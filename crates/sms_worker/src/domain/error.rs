use thiserror::Error;

/// Why a message body could not be turned into a notification
#[derive(Debug, Error)]
pub enum NotificationError {
    #[error("invalid notification payload: {0}")]
    Decode(#[from] serde_json::Error),

    #[error("message body deserialized to null")]
    NullPayload,
}

/// Failure reported by an [`SmsNotificationHandler`](crate::domain::SmsNotificationHandler).
///
/// Every variant is treated as transient and the message is redelivered.
#[derive(Debug, Error)]
pub enum HandlerError {
    #[error("notification handling was cancelled")]
    Cancelled,

    #[error(transparent)]
    Failed(#[from] anyhow::Error),
}
mod error;
mod handler;
mod notification;
mod outcome_policy;

pub use error::*;
pub use handler::*;
pub use notification::*;
pub use outcome_policy::*;
//! Calibration commands and command-result translation
//!
//! The command engine that sends, acknowledges, retries and times out
//! commands lives outside this crate. It reports back with a
//! [`CommandResult`] plus a progress value, which
//! [`translate_command_result`] turns into a calibration outcome.

use super::result::{ProgressReport, SessionResult};
use serde::{Deserialize, Serialize};

/// `MAV_CMD_PREFLIGHT_CALIBRATION`
pub const PREFLIGHT_CALIBRATION: u16 = 241;

/// `MAV_COMP_ID_AUTOPILOT1`
pub const AUTOPILOT_COMPONENT_ID: u8 = 1;

/// Result reported by the command engine
#[derive(Debug, Clone, Copy, PartialEq, Eq, Hash, Serialize, Deserialize)]
#[serde(rename_all = "snake_case")]
pub enum CommandResult {
    /// Command accepted
    Success,
    /// No system to send to
    NoDevice,
    /// Transport failed
    ConnectionError,
    /// Device busy
    Busy,
    /// Device denied the command
    CommandDenied,
    /// Device does not support the command
    Unsupported,
    /// No acknowledgement within the engine's retry budget
    Timeout,
    /// Command accepted and running, progress attached
    InProgress,
    /// Anything else
    UnknownError,
}

/// Long-form command as handed to the command engine
#[derive(Debug, Clone, Copy, PartialEq, Serialize, Deserialize)]
pub struct CommandLong {
    /// Command id
    pub command: u16,
    /// Component the command is addressed to
    pub target_component: u8,
    /// Parameters 1 to 7
    pub params: [f32; 7],
}

impl CommandLong {
    /// Command with all parameters reserved (zero)
    pub fn new(command: u16, target_component: u8) -> Self {
        Self {
            command,
            target_component,
            params: [0.0; 7],
        }
    }

    /// Request a radio controller calibration
    pub fn start_radio_calibration(target_component: u8) -> Self {
        let mut command = Self::new(PREFLIGHT_CALIBRATION, target_component);
        // param4: remote control
        command.params[3] = 1.0;
        command
    }

    /// Cancel whatever calibration is running
    ///
    /// All parameters zero signals cancellation.
    pub fn cancel_calibration(target_component: u8) -> Self {
        Self::new(PREFLIGHT_CALIBRATION, target_component)
    }

    /// Check if this is a calibration cancellation
    pub fn is_calibration_cancel(&self) -> bool {
        self.command == PREFLIGHT_CALIBRATION && self.params.iter().all(|p| *p == 0.0)
    }

    /// Check if this requests a radio controller calibration
    pub fn is_radio_calibration(&self) -> bool {
        self.command == PREFLIGHT_CALIBRATION && self.params[3] == 1.0
    }
}

/// What a command result means for a running calibration
#[derive(Debug, Clone, PartialEq)]
pub enum Translation {
    /// Command accepted; completion is confirmed by statustext later
    Accepted,
    /// Non-terminal progress reported through the acknowledgement
    Progress(ProgressReport),
    /// The calibration ends with this result
    Terminal(SessionResult),
}

/// Translate a command-engine result into a calibration outcome
///
/// An accepted command only means the device started working on it, so
/// `Success` is not terminal. Older firmware reports completion only as
/// statustext; newer firmware additionally reports `InProgress` acks.
pub fn translate_command_result(result: CommandResult, progress: f32) -> Translation {
    match result {
        CommandResult::Success => Translation::Accepted,
        CommandResult::InProgress => Translation::Progress(ProgressReport::with_progress(progress)),
        CommandResult::NoDevice => Translation::Terminal(SessionResult::NoDevice),
        CommandResult::ConnectionError => Translation::Terminal(SessionResult::ConnectionError),
        CommandResult::Busy => Translation::Terminal(SessionResult::Busy),
        CommandResult::CommandDenied => Translation::Terminal(SessionResult::CommandDenied),
        CommandResult::Unsupported => Translation::Terminal(SessionResult::Unsupported),
        CommandResult::Timeout => Translation::Terminal(SessionResult::Timeout),
        CommandResult::UnknownError => Translation::Terminal(SessionResult::UnknownError),
    }
}
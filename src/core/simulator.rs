//! Simulated vehicle
//!
//! A scriptable stand-in for an autopilot that answers calibration commands
//! and emits calibration status lines. Used by the CLI and by tests.
//!
//! The channel can be made lossy: status lines may be delayed, dropped or
//! duplicated, and unrelated chatter can be interleaved.

use super::command::{CommandLong, CommandResult};
use super::link::{CommandResultCallback, HandlerId, StatustextHandler, VehicleLink};
use super::statustext::RawDiagnosticLine;
use parking_lot::{Mutex, RwLock};
use serde::{Deserialize, Serialize};
use std::collections::HashMap;
use std::sync::atomic::{AtomicBool, Ordering};
use std::sync::Arc;
use std::time::Duration;
use thiserror::Error;
use tokio::runtime::Handle;
use tokio::task::JoinHandle;

/// Simulator errors
#[derive(Debug, Error)]
pub enum SimulatorError {
    /// Created outside a Tokio runtime
    #[error("Simulated vehicle needs a Tokio runtime")]
    NoRuntime(#[from] tokio::runtime::TryCurrentError),
}

/// How the simulated autopilot reports progress
#[derive(Debug, Clone, Copy, PartialEq, Eq, Default, Serialize, Deserialize)]
#[serde(rename_all = "snake_case")]
pub enum FirmwareGeneration {
    /// Acknowledges once, then reports through status lines only
    #[default]
    Legacy,
    /// Additionally sends `InProgress` acks carrying a fraction
    ProgressAck,
}

/// How the simulated autopilot acknowledges a calibration request
#[derive(Debug, Clone, Copy, PartialEq, Eq, Default, Serialize, Deserialize)]
#[serde(rename_all = "snake_case")]
pub enum AckBehavior {
    /// Accept and run the script
    #[default]
    Accept,
    /// Answer with the given result and do nothing else
    Respond(CommandResult),
    /// Never answer
    Silent,
}

/// How the scripted calibration ends
#[derive(Debug, Clone, PartialEq, Eq, Default, Serialize, Deserialize)]
#[serde(rename_all = "snake_case")]
pub enum ScriptOutcome {
    /// Report `calibration done`
    #[default]
    Success,
    /// Report `calibration failed` with a reason
    Failure(String),
    /// Stop talking without a final line
    Stall,
}

/// Latency applied to every simulated answer
#[derive(Debug, Clone, Copy, PartialEq, Eq, Default, Serialize, Deserialize)]
#[serde(default)]
pub struct LatencyConfig {
    /// Base latency in ms
    pub base_ms: u64,
    /// Random extra latency in ms, uniformly distributed
    pub jitter_ms: u64,
}

impl LatencyConfig {
    /// Pick the latency for one answer
    pub fn sample(&self) -> Duration {
        use rand::Rng;

        let jitter = if self.jitter_ms > 0 {
            rand::thread_rng().gen_range(0..=self.jitter_ms)
        } else {
            0
        };
        Duration::from_millis(self.base_ms.saturating_add(jitter))
    }
}

/// Simulated vehicle configuration
#[derive(Debug, Clone, PartialEq, Serialize, Deserialize)]
#[serde(default)]
pub struct SimulatorConfig {
    /// Vehicle starts armed
    pub armed: bool,
    /// Progress reporting style
    pub firmware: FirmwareGeneration,
    /// Answer to a calibration request
    pub ack: AckBehavior,
    /// How the calibration ends
    pub outcome: ScriptOutcome,
    /// Pause between two scripted status lines (ms)
    pub step_interval_ms: u64,
    /// Probability that a status line is lost (0.0 - 1.0)
    pub drop_probability: f32,
    /// Probability that a status line is delivered twice (0.0 - 1.0)
    pub duplicate_probability: f32,
    /// Interleave status lines of unrelated subsystems
    pub chatter: bool,
    /// Answer latency
    pub latency: LatencyConfig,
}

impl Default for SimulatorConfig {
    fn default() -> Self {
        Self {
            armed: false,
            firmware: FirmwareGeneration::Legacy,
            ack: AckBehavior::Accept,
            outcome: ScriptOutcome::Success,
            step_interval_ms: 400,
            drop_probability: 0.0,
            duplicate_probability: 0.0,
            chatter: true,
            latency: LatencyConfig { base_ms: 20, jitter_ms: 30 },
        }
    }
}

impl SimulatorConfig {
    /// Fast, lossless configuration for tests
    pub fn instant() -> Self {
        Self {
            step_interval_ms: 1,
            latency: LatencyConfig::default(),
            chatter: false,
            ..Self::default()
        }
    }

    /// Status lines of one radio calibration
    pub fn script(&self) -> Vec<String> {
        let mut lines: Vec<String> = [
            "[cal] calibration started: 2 rc",
            "[cal] Center all sticks and switches",
            "[cal] progress <10>",
            "[cal] Move all sticks to their extremes",
            "[cal] progress <40>",
            "[cal] progress <70>",
            "[cal] Move all switches through their range",
            "[cal] progress <100>",
        ]
        .iter()
        .map(|line| line.to_string())
        .collect();

        match &self.outcome {
            ScriptOutcome::Success => lines.push("[cal] calibration done: rc".to_string()),
            ScriptOutcome::Failure(reason) => {
                lines.push(format!("[cal] calibration failed: {}", reason))
            }
            ScriptOutcome::Stall => {}
        }
        lines
    }
}

const CHATTER: &[&str] = &[
    "[ecl] EKF aligned, (baro hgt, IMU buf: 22, OBS buf: 14)",
    "[commander] Preflight Fail: No manual control input",
    "[logger] Opened full log file",
    "[mavlink] partner IP: 127.0.0.1",
];

struct VehicleInner {
    config: SimulatorConfig,
    armed: AtomicBool,
    handlers: RwLock<HashMap<HandlerId, StatustextHandler>>,
    commands: RwLock<Vec<CommandLong>>,
    param_changes: RwLock<Vec<String>>,
    script: Mutex<Option<JoinHandle<()>>>,
}

impl VehicleInner {
    /// Deliver a line to every handler, subject to loss and duplication
    fn emit(&self, text: &str) {
        use rand::Rng;

        let mut rng = rand::thread_rng();
        if rng.gen::<f32>() < self.config.drop_probability {
            tracing::debug!(line = text, "Simulated vehicle dropped status line");
            return;
        }
        let copies = if rng.gen::<f32>() < self.config.duplicate_probability { 2 } else { 1 };

        let line = RawDiagnosticLine::new(text);
        let handlers: Vec<StatustextHandler> = self.handlers.read().values().cloned().collect();
        for _ in 0..copies {
            for handler in &handlers {
                handler(&line);
            }
        }
    }

    fn script_running(&self) -> bool {
        self.script
            .lock()
            .as_ref()
            .is_some_and(|task| !task.is_finished())
    }
}

/// In-process vehicle answering calibration commands on a Tokio runtime
pub struct SimulatedVehicle {
    inner: Arc<VehicleInner>,
    runtime: Handle,
}

impl SimulatedVehicle {
    /// Create a vehicle on the current Tokio runtime
    pub fn new(config: SimulatorConfig) -> Result<Self, SimulatorError> {
        Ok(Self::with_runtime(config, Handle::try_current()?))
    }

    /// Create a vehicle on an explicit runtime
    pub fn with_runtime(config: SimulatorConfig, runtime: Handle) -> Self {
        let armed = AtomicBool::new(config.armed);
        Self {
            inner: Arc::new(VehicleInner {
                config,
                armed,
                handlers: RwLock::new(HashMap::new()),
                commands: RwLock::new(Vec::new()),
                param_changes: RwLock::new(Vec::new()),
                script: Mutex::new(None),
            }),
            runtime,
        }
    }

    /// Configuration the vehicle runs with
    pub fn config(&self) -> &SimulatorConfig {
        &self.inner.config
    }

    /// Arm or disarm
    pub fn set_armed(&self, armed: bool) {
        self.inner.armed.store(armed, Ordering::SeqCst);
    }

    /// Emit an arbitrary status line
    pub fn emit_statustext(&self, text: &str) {
        self.inner.emit(text);
    }

    /// Every command received so far
    pub fn commands(&self) -> Vec<CommandLong> {
        self.inner.commands.read().clone()
    }

    /// Every parameter-change notification received so far
    pub fn param_changes(&self) -> Vec<String> {
        self.inner.param_changes.read().clone()
    }

    /// Check if a calibration script is running
    pub fn is_calibrating(&self) -> bool {
        self.inner.script_running()
    }

    fn start_calibration(&self, mut on_result: Option<CommandResultCallback>) {
        let inner = self.inner.clone();

        if inner.script_running() {
            self.runtime.spawn(async move {
                tokio::time::sleep(inner.config.latency.sample()).await;
                if let Some(cb) = on_result.as_mut() {
                    cb(CommandResult::Busy, f32::NAN);
                }
            });
            return;
        }

        let task = self.runtime.spawn(async move {
            let config = &inner.config;
            tokio::time::sleep(config.latency.sample()).await;

            match config.ack {
                AckBehavior::Silent => return,
                AckBehavior::Respond(result) => {
                    if let Some(cb) = on_result.as_mut() {
                        cb(result, f32::NAN);
                    }
                    return;
                }
                AckBehavior::Accept => {}
            }

            let progress_acks = config.firmware == FirmwareGeneration::ProgressAck;
            if let Some(cb) = on_result.as_mut() {
                if progress_acks {
                    cb(CommandResult::InProgress, 0.0);
                } else {
                    cb(CommandResult::Success, f32::NAN);
                }
            }

            let script = config.script();
            let total = script.len() as f32;
            for (i, line) in script.iter().enumerate() {
                tokio::time::sleep(Duration::from_millis(config.step_interval_ms)).await;
                if config.chatter {
                    inner.emit(CHATTER[i % CHATTER.len()]);
                }
                inner.emit(line);

                if progress_acks {
                    if let Some(cb) = on_result.as_mut() {
                        cb(CommandResult::InProgress, (i + 1) as f32 / total);
                    }
                }
            }

            if progress_acks && config.outcome != ScriptOutcome::Stall {
                if let Some(cb) = on_result.as_mut() {
                    cb(CommandResult::Success, 1.0);
                }
            }
        });

        *self.inner.script.lock() = Some(task);
    }

    fn cancel_calibration(&self, mut on_result: Option<CommandResultCallback>) {
        let task = self.inner.script.lock().take();
        let was_running = task.as_ref().is_some_and(|task| !task.is_finished());
        if let Some(task) = task {
            task.abort();
        }

        let inner = self.inner.clone();
        self.runtime.spawn(async move {
            tokio::time::sleep(inner.config.latency.sample()).await;
            if let Some(cb) = on_result.as_mut() {
                let result = if was_running { CommandResult::Success } else { CommandResult::CommandDenied };
                cb(result, f32::NAN);
            }
            if was_running {
                inner.emit("[cal] calibration cancelled");
            }
        });
    }
}

impl VehicleLink for SimulatedVehicle {
    fn is_armed(&self) -> bool {
        self.inner.armed.load(Ordering::SeqCst)
    }

    fn send_command(&self, command: CommandLong, mut on_result: Option<CommandResultCallback>) {
        self.inner.commands.write().push(command);

        if command.is_calibration_cancel() {
            self.cancel_calibration(on_result);
        } else if command.is_radio_calibration() {
            self.start_calibration(on_result);
        } else {
            let latency = self.inner.config.latency.sample();
            self.runtime.spawn(async move {
                tokio::time::sleep(latency).await;
                if let Some(cb) = on_result.as_mut() {
                    cb(CommandResult::Unsupported, f32::NAN);
                }
            });
        }
    }

    fn register_statustext_handler(&self, handler: StatustextHandler) -> HandlerId {
        let id = HandlerId::new();
        self.inner.handlers.write().insert(id, handler);
        id
    }

    fn unregister_statustext_handler(&self, id: HandlerId) {
        self.inner.handlers.write().remove(&id);
    }

    fn param_changed(&self, name: &str) {
        tracing::debug!(param = name, "Simulated vehicle parameter changed");
        self.inner.param_changes.write().push(name.to_string());
    }
}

# # # # # # #

All that is wanted is the stretch of lines above from the one containing "one radio calibration" through the one containing "let mut rng = rand::thread_rng();", duplicated exactly.

    /// Status lines of one radio calibration
    pub fn script(&self) -> Vec<String> {
        let mut lines: Vec<String> = [
            "[cal] calibration started: 2 rc",
            "[cal] Center all sticks and switches",
            "[cal] progress <10>",
            "[cal] Move all sticks to their extremes",
            "[cal] progress <40>",
            "[cal] progress <70>",
            "[cal] Move all switches through their range",
            "[cal] progress <100>",
        ]
        .iter()
        .map(|line| line.to_string())
        .collect();

        match &self.outcome {
            ScriptOutcome::Success => lines.push("[cal] calibration done: rc".to_string()),
            ScriptOutcome::Failure(reason) => {
                lines.push(format!("[cal] calibration failed: {}", reason))
            }
            ScriptOutcome::Stall => {}
        }
        lines
    }
}

const CHATTER: &[&str] = &[
    "[ecl] EKF aligned, (baro hgt, IMU buf: 22, OBS buf: 14)",
    "[commander] Preflight Fail: No manual control input",
    "[logger] Opened full log file",
    "[mavlink] partner IP: 127.0.0.1",
];

struct VehicleInner {
    config: SimulatorConfig,
    armed: AtomicBool,
    handlers: RwLock<HashMap<HandlerId, StatustextHandler>>,
    commands: RwLock<Vec<CommandLong>>,
    param_changes: RwLock<Vec<String>>,
    script: Mutex<Option<JoinHandle<()>>>,
}

impl VehicleInner {
    /// Deliver a line to every handler, subject to loss and duplication
    fn emit(&self, text: &str) {
        use rand::Rng;

        let mut rng = rand::thread_rng();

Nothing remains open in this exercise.